Now, these two Courts have not a competition with each other, which arises out of the peculiar circumstances I am about to state. In the first place, the Court of Common Pleas shuts its door against many practitioners, in consequence of a fee exacted from attornies at the commencement of every term. Although that fee is very trifling, being but 12s. 4d., still it operates to prevent solicitors from going to that Court. There is also a certain proportion of other fees to be advanced by the attorney in a much earlier stage of the legal proceedings than is customary in the other Courts.
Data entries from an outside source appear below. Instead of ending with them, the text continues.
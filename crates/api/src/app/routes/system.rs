use std::sync::Arc;

use axum::{Json, extract::Extension, http::StatusCode, response::IntoResponse};

use fanout_infra::HealthState;

use crate::app::dto::HealthResponse;
use crate::app::services::AppServices;

/// 200 while starting or serving, 503 once draining so load balancers stop
/// routing here.
pub async fn health(Extension(services): Extension<Arc<AppServices>>) -> impl IntoResponse {
    let state = services.shutdown.health_state();
    let code = match state {
        HealthState::Starting | HealthState::Ready => StatusCode::OK,
        HealthState::Draining | HealthState::Stopped => StatusCode::SERVICE_UNAVAILABLE,
    };

    (
        code,
        Json(HealthResponse {
            status: state,
            in_flight: services.shutdown.in_flight_count(),
        }),
    )
}
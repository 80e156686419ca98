//! Error counters for the fault isolation layer.

use std::collections::BTreeMap;
use std::sync::atomic::{AtomicU64, Ordering};

use dashmap::DashMap;
use serde::Serialize;

use fanout_core::TenantId;
use fanout_executions::ErrorCategory;

/// Lock-free counters, safe to share across tasks.
#[derive(Debug, Default)]
pub struct ErrorMetrics {
    total_errors: AtomicU64,
    total_retries: AtomicU64,
    breaker_trips: AtomicU64,
    breaker_rejections: AtomicU64,
    dead_letters: AtomicU64,
    by_category: DashMap<ErrorCategory, u64>,
    by_tenant: DashMap<TenantId, u64>,
}

#[derive(Debug, Clone, Default, PartialEq, Eq, Serialize)]
#[serde(rename_all = "camelCase")]
pub struct ErrorMetricsSnapshot {
    pub total_errors: u64,
    pub total_retries: u64,
    pub breaker_trips: u64,
    pub breaker_rejections: u64,
    /// Operations that failed after exhausting their retries.
    pub dead_letters: u64,
    pub errors_by_category: BTreeMap<ErrorCategory, u64>,
    pub errors_by_tenant: BTreeMap<TenantId, u64>,
}

impl ErrorMetrics {
    pub fn new() -> Self {
        Self::default()
    }

    /// One failed attempt of a real operation.
    pub fn record_error(&self, tenant: &TenantId, category: ErrorCategory) {
        self.total_errors.fetch_add(1, Ordering::Relaxed);
        *self.by_category.entry(category).or_default() += 1;
        *self.by_tenant.entry(tenant.clone()).or_default() += 1;
    }

    pub fn record_retry(&self) {
        self.total_retries.fetch_add(1, Ordering::Relaxed);
    }

    pub fn record_trip(&self) {
        self.breaker_trips.fetch_add(1, Ordering::Relaxed);
    }

    pub fn record_rejection(&self) {
        self.breaker_rejections.fetch_add(1, Ordering::Relaxed);
    }

    pub fn record_exhausted(&self) {
        self.dead_letters.fetch_add(1, Ordering::Relaxed);
    }

    pub fn snapshot(&self) -> ErrorMetricsSnapshot {
        ErrorMetricsSnapshot {
            total_errors: self.total_errors.load(Ordering::Relaxed),
            total_retries: self.total_retries.load(Ordering::Relaxed),
            breaker_trips: self.breaker_trips.load(Ordering::Relaxed),
            breaker_rejections: self.breaker_rejections.load(Ordering::Relaxed),
            dead_letters: self.dead_letters.load(Ordering::Relaxed),
            errors_by_category: self
                .by_category
                .iter()
                .map(|e| (*e.key(), *e.value()))
                .collect(),
            errors_by_tenant: self
                .by_tenant
                .iter()
                .map(|e| (e.key().clone(), *e.value()))
                .collect(),
        }
    }
}
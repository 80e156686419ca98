//! Tracing and logging setup shared by every binary in the workspace.

/// Initialize process-wide observability (tracing/logging).
///
/// This is safe to call multiple times; subsequent calls become no-ops.
pub fn init() {
    tracing::init();
}

/// Tracing configuration (filters, output format).
pub mod tracing;

pub use tracing::LogFormat;
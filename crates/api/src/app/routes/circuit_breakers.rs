use std::sync::Arc;

use axum::{
    Json, Router,
    extract::{Extension, Path},
    http::StatusCode,
    response::IntoResponse,
    routing::{get, post},
};
use tracing::info;

use crate::app::services::AppServices;
use crate::app::{dto, errors};

pub fn router() -> Router {
    Router::new()
        .route("/", get(list_breakers))
        .route("/:tenant/reset", post(reset_breaker))
}

pub async fn list_breakers(Extension(services): Extension<Arc<AppServices>>) -> impl IntoResponse {
    Json(services.isolator.circuit_breaker_status())
}

pub async fn reset_breaker(
    Extension(services): Extension<Arc<AppServices>>,
    Path(tenant): Path<String>,
) -> axum::response::Response {
    let tenant_id = match dto::parse_tenant_id(&tenant) {
        Ok(t) => t,
        Err(resp) => return resp,
    };

    if !services.isolator.reset_circuit_breaker(&tenant_id) {
        return errors::json_error(
            StatusCode::NOT_FOUND,
            "not_found",
            format!("no circuit breaker for tenant {tenant_id}"),
        );
    }

    info!(tenant_id = %tenant_id, "circuit breaker reset via api");
    Json(dto::BreakerResetResponse {
        tenant_id,
        reset: true,
    })
    .into_response()
}
//! Domain error model.

use thiserror::Error;

/// Result type used across the domain layer.
pub type DomainResult<T> = Result<T, DomainError>;

/// Domain-level error.
///
/// Keep this focused on deterministic failures (validation, invariants,
/// illegal state transitions). Infrastructure concerns belong elsewhere.
#[derive(Debug, Error, Clone, PartialEq, Eq)]
pub enum DomainError {
    /// A value failed validation (e.g. malformed input).
    #[error("validation failed: {0}")]
    Validation(String),

    /// A domain invariant was violated.
    #[error("invariant violated: {0}")]
    InvariantViolation(String),

    /// An identifier was invalid (e.g. parse failure).
    #[error("invalid identifier: {0}")]
    InvalidId(String),

    /// A requested entity was not found inside an aggregate.
    #[error("not found: {0}")]
    NotFound(String),

    /// A state transition was attempted from a state that does not allow it.
    #[error("invalid transition: {0}")]
    InvalidTransition(String),

    /// The aggregate is terminal and no longer accepts mutations.
    #[error("already finalized: {0}")]
    Finalized(String),
}

impl DomainError {
    pub fn validation(msg: impl Into<String>) -> Self {
        Self::Validation(msg.into())
    }

    pub fn invariant(msg: impl Into<String>) -> Self {
        Self::InvariantViolation(msg.into())
    }

    pub fn invalid_id(msg: impl Into<String>) -> Self {
        Self::InvalidId(msg.into())
    }

    pub fn not_found(msg: impl Into<String>) -> Self {
        Self::NotFound(msg.into())
    }

    pub fn invalid_transition(msg: impl Into<String>) -> Self {
        Self::InvalidTransition(msg.into())
    }

    pub fn finalized(msg: impl Into<String>) -> Self {
        Self::Finalized(msg.into())
    }
}
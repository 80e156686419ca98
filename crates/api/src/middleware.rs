use std::time::Instant;

use axum::{http::Request, middleware::Next, response::Response};
use tracing::{Instrument, info, info_span, warn};

/// One span per request; logs method, path, status and latency.
pub async fn trace_requests(req: Request<axum::body::Body>, next: Next) -> Response {
    let method = req.method().clone();
    let path = req.uri().path().to_string();
    let span = info_span!("http_request", method = %method, path = %path);

    async move {
        let started = Instant::now();
        let response = next.run(req).await;
        let status = response.status();
        let latency_ms = started.elapsed().as_millis() as u64;

        if status.is_server_error() {
            warn!(status = status.as_u16(), latency_ms, "request failed");
        } else {
            info!(status = status.as_u16(), latency_ms, "request handled");
        }
        response
    }
    .instrument(span)
    .await
}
The attorney in town, or, if he reside in the country, his agent, has to advance this money out of his pocket in the first instance, and is not always sure of having it repaid. There is also another cause which tends to lessen the practice in this Court, to which I shall now refer; but in doing so, I speak with all deference of those most learned persons who possess an especial and exclusive right to practise in the Court of Common Pleas. That Court is not open to all the members of the profession, but to serjeants-at-law only; they alone have a right to conduct causes there. I know perfectly well that very great expense is incurred by these gentlemen in prosecuting their education, and readily admit that they are able expounders of the law; but the question is, whether it is a useful practice to exclude other practitioners from that Court, and whether it does not tend to lessen the number of causes there, and to throw additional labor on the

Judges of the Court of King's Bench? Suitors, of course, have their favorites at the bar, and if they cannot avail themselves of their assistance in the Common Pleas, that circumstance must, pro tanto, drive suitors elsewhere. The Court of Exchequer, in like manner, though in another way, keeps suitors from prosecuting causes there. There is one reason why the Court of Exchequer, as at present constituted, cannot, in my opinion, do much business, or have the reputation of doing it; and that is, the various mixtures of suits which are cognizable to it. It is, in fact, a Court of all sorts of equity and of law-of crown law and of common law-of law which decides between subject and subject, as well as of law that decides between the subject and the Crown; and suitors, seeing the business done in so many different ways, come to the conclusion that it is not so well done as it might be. I do not, however, believe that this is a correct opinion; because gentlemen employed in that Court do not, I am convinced, yield to any body of individuals in their knowlege of equity and law. There are in that Court many distinguished equity and common lawyers. In what, therefore, I have said, I refer merely to public opinion, which, whether right or wrong, has been engendered by the constitution of that Court.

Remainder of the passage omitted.